To overcome this problem, in 2006, Miller et al. (39) used large-particle flow cytometry to develop a method to isolate large quantities of pure or enriched EGFP-positive collecting ducts from a single B1-EGFP transgenic mouse. The large-particle flow cytometry is referred to as complex object parameter analyzer sorting (COPAS), which permits the isolation of 12–15 cm of collecting duct in ∼1 h; the amount of tissue that can be isolated has been significantly improved using an enzymatic digestion protocol developed by Alain Doucet, Lydie Cheval, and Dominique Eladari. As a proof-of-principle, Miller and Nelson (unpublished observations) demonstrated that COPAS-isolated CNT/CCD grown on permeable supports reached confluence within 2 wk (24-mm-diameter 6-well Transwell plate), were vasopressin-responsive, and demonstrated a robust transepithelial resistance and amiloride-sensitive current (Fig. 7). Similarly, they showed that tubular suspensions of COPAS-isolated CNT/CCD produced cAMP in response to vasopressin (Fig. 7). COPAS is also being used to enrich other difficult-to-isolate nephron segments, such as the distal convoluted tubule (unpublished observations). One could envision being able to use COPAS to isolate many different nephron segments from a single kidney using a transgenic mouse that expresses multiple fluorescent proteins. This would be useful for generating segment-specific transcriptomes and proteomes and profiling global protein-DNA interactions using ChIP sequencing.

Fig. 7. — Primary cultures and tubular suspensions from complex object parameter analyzer sorter (COPAS)-isolated connecting segment (CNT)/cortical collecting duct (CCD). A: typical fluorescence confocal micrograph of primary cultures from COPAS-isolated CNT/CCD following exposure to 10⁻⁸ DDAVP for 72 h; cells demonstrated strong expression of aquaporin 2 [AQP2 (red)]. B: typical open-circuit current recording from primary cultures from COPAS-isolated CNT/CCD following exposure to 1 μM aldosterone for 4 h and then 10 μM amiloride. C: vasopressin-dependent cAMP production in COPAS-isolated CNT/CCD (200 tubules/sample). CNT/CCD were isolated and incubated at 37°C for 2 h, at which time cAMP levels were measured following 30 min of exposure to 10⁻⁸ dDAVP and 400 μM IBMX. (From L. Miller, D. Kohan, K. Strait, and R. Nelson, unpublished data).

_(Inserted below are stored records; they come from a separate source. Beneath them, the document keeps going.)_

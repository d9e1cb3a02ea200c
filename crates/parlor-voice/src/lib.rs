//! Speech synthesis for caller-facing replies.
//!
//! Wraps the hosted TTS provider behind a single awaited
//! synthesize-to-bytes operation and caches the resulting audio under a
//! short-lived opaque handle served back to the telephony provider.

pub mod cache;
pub mod error;
pub mod tts;

pub use cache::{AudioCache, StoredAudio, AUDIO_TTL_SECONDS};
pub use error::VoiceError;
pub use tts::{TtsConfig, TtsService};
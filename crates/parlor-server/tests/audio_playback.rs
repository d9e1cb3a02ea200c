//! Audio playback endpoint tests.

use axum::body::Body;
use axum::http::{header, Request, StatusCode};
use parlor_server::config::Config;
use parlor_server::{app, AppState};
use std::sync::Arc;
use tower::ServiceExt;

fn setup_app() -> (axum::Router, Arc<AppState>) {
    let state = Arc::new(AppState::from_config(&Config::default()));
    (app(state.clone()), state)
}

#[tokio::test]
async fn cached_audio_is_served_with_no_store() {
    let (app, state) = setup_app();
    let id = state.audio.insert(vec![0x49, 0x44, 0x33, 0x04], "audio/mpeg");

    let response = app
        .oneshot(
            Request::builder()
                .uri(format!("/audio/{}", id))
                .body(Body::empty())
                .unwrap(),
        )
        .await
        .unwrap();

    assert_eq!(response.status(), StatusCode::OK);
    assert_eq!(
        response.headers().get(header::CONTENT_TYPE).unwrap(),
        "audio/mpeg"
    );
    assert_eq!(
        response.headers().get(header::CACHE_CONTROL).unwrap(),
        "no-store"
    );
    let bytes = axum::body::to_bytes(response.into_body(), usize::MAX)
        .await
        .unwrap();
    assert_eq!(bytes.as_ref(), [0x49, 0x44, 0x33, 0x04]);
}

#[tokio::test]
async fn expired_audio_handles_are_not_found() {
    let (app, state) = setup_app();
    let stale = chrono::Utc::now() - chrono::Duration::seconds(parlor_voice::AUDIO_TTL_SECONDS + 1);
    let id = state.audio.insert_at(vec![0u8; 8], "audio/mpeg", stale);

    let response = app
        .oneshot(
            Request::builder()
                .uri(format!("/audio/{}", id))
                .body(Body::empty())
                .unwrap(),
        )
        .await
        .unwrap();

    assert_eq!(response.status(), StatusCode::NOT_FOUND);
}

#[tokio::test]
async fn unknown_audio_handles_are_not_found() {
    let (app, _) = setup_app();

    let response = app
        .oneshot(
            Request::builder()
                .uri("/audio/not-a-real-handle")
                .body(Body::empty())
                .unwrap(),
        )
        .await
        .unwrap();

    assert_eq!(response.status(), StatusCode::NOT_FOUND);
}
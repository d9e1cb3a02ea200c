//! The single turn-handling seam the orchestrator talks to.

use crate::assistant::AssistantPolicy;
use crate::keyword::KeywordPolicy;
use chrono::NaiveDateTime;
use parlor_types::{CallSession, TurnOutcome};

/// Hard fallback so the caller never hears silence, even if a policy
/// produces blank text.
const EMPTY_REPLY_LINE: &str =
    "I'm sorry, could you say that again? I want to make sure I get it right.";

/// One of the two interchangeable conversation strategies, chosen by
/// configuration at startup.
#[derive(Debug, Clone)]
pub enum ConversationPolicy {
    Keyword(KeywordPolicy),
    Assistant(AssistantPolicy),
}

impl ConversationPolicy {
    /// Runs one conversation turn. Guarantees exactly one reply per
    /// utterance and that the reply text is never empty.
    pub async fn handle_turn(
        &self,
        session: &mut CallSession,
        utterance: &str,
        now: NaiveDateTime,
    ) -> TurnOutcome {
        let mut outcome = match self {
            ConversationPolicy::Keyword(policy) => {
                policy.handle_turn(session, utterance, now).await
            }
            ConversationPolicy::Assistant(policy) => {
                policy.handle_turn(session, utterance, now).await
            }
        };
        if outcome.reply.trim().is_empty() {
            outcome.reply = EMPTY_REPLY_LINE.to_string();
        }
        outcome
    }
}

#[cfg(test)]
mod tests {
    use super::*;
    use parlor_calendar::{CalendarClient, CalendarConfig};
    use std::sync::Arc;

    #[tokio::test]
    async fn keyword_policy_is_reachable_through_the_seam() {
        let policy = ConversationPolicy::Keyword(KeywordPolicy::new(Arc::new(
            CalendarClient::new(CalendarConfig::default()),
        )));
        let mut session = CallSession::new("CA1");
        let outcome = policy
            .handle_turn(
                &mut session,
                "what are your hours?",
                "2026-08-25T10:00:00".parse().unwrap(),
            )
            .await;
        assert!(!outcome.end_call);
        assert!(!outcome.reply.is_empty());
    }
}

Spatiotemporal Identification of Actively Translated mRNA

Protein abundance plays an important role in many cellular functions and is determined by the balance between protein synthesis and degradation. Proteins are synthesized by translation of mRNA, which occurs in four phases: activation, initiation, elongation, and termination. Initiation begins when the small and large ribosomal subunits (S40 and S60, respectively) bind the mRNA to form the large ribosomal complex (S80), which binds only actively translated mRNA. With use of this basic principle, actively translated mRNA can be distinguished from nontranslated mRNA by gradient centrifugation, spectroscopy, and quantitative RT-PCR or microarray analysis (28, 37), which is referred to as polysomal profiling. Traditionally, polysomal profiling is performed using cell cultures, because it requires large quantities of a homogeneous population of cells, which has prevented its wide use on tissue samples or whole animals.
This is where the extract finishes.